Task instructions.
Give back every entry, copied exactly.

Data excerpts.
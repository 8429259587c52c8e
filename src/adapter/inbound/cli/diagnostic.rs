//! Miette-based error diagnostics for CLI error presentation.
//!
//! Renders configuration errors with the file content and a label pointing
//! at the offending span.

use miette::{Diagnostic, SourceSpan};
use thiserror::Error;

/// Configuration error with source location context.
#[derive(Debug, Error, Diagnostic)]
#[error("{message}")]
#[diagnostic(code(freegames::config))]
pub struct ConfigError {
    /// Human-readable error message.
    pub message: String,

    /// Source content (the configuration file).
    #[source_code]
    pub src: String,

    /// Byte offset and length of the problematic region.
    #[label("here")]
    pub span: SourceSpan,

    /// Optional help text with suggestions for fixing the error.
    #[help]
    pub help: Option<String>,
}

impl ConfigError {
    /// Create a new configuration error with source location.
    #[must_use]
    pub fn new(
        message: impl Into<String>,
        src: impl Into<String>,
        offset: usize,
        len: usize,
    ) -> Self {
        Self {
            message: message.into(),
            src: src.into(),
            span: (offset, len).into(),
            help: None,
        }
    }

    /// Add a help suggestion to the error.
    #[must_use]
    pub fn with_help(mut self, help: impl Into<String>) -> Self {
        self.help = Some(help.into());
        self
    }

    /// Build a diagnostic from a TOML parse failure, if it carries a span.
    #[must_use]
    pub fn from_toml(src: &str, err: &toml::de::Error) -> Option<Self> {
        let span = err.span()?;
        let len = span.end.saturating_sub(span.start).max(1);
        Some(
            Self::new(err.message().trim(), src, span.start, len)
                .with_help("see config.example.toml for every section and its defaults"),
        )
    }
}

Exercise response.
repository 8429259587c52c8e
filename src/adapter/inbound/cli/diagnostic.rs
//! Miette-based error diagnostics for CLI error presentation.
//!
//! Renders configuration errors with the file content and a label pointing
//! at the offending span.

use miette::{Diagnostic, SourceSpan};
use thiserror::Error;

/// Configuration error with source location context.
#[derive(Debug, Error, Diagnostic)]
#[error("{message}")]
#[diagnostic(code(freegames::config))]
pub struct ConfigError {
    /// Human-readable error message.
    pub message: String,

    /// Source content (the configuration file).
    #[source_code]
    pub src: String,

    /// Byte offset and length of the problematic region.
    #[label("here")]
    pub span: SourceSpan,

    /// Optional help text with suggestions for fixing the error.
    #[help]
    pub help: Option<String>,
}

impl ConfigError {
    /// Create a new configuration error with source location.
    #[must_use]
    pub fn new(
        message: impl Into<String>,
        src: impl Into<String>,
        offset: usize,
        len: usize,
    ) -> Self {
        Self {
            message: message.into(),
            src: src.into(),
            span: (offset, len).into(),
            help: None,
        }
    }

    /// Add a help suggestion to the error.
    #[must_use]
    pub fn with_help(mut self, help: impl Into<String>) -> Self {
        self.help = Some(help.into());
        self
    }

    /// Build a diagnostic from a TOML parse failure, if it carries a span.
    #[must_use]
    pub fn from_toml(src: &str, err: &toml::de::Error) -> Option<Self> {
        let span = err.span()?;
        let len = span.end.saturating_sub(span.start).max(1);
        Some(
            Self::new(err.message().trim(), src, span.start, len)
                .with_help("see config.example.toml for every section and its defaults"),
        )
    }
}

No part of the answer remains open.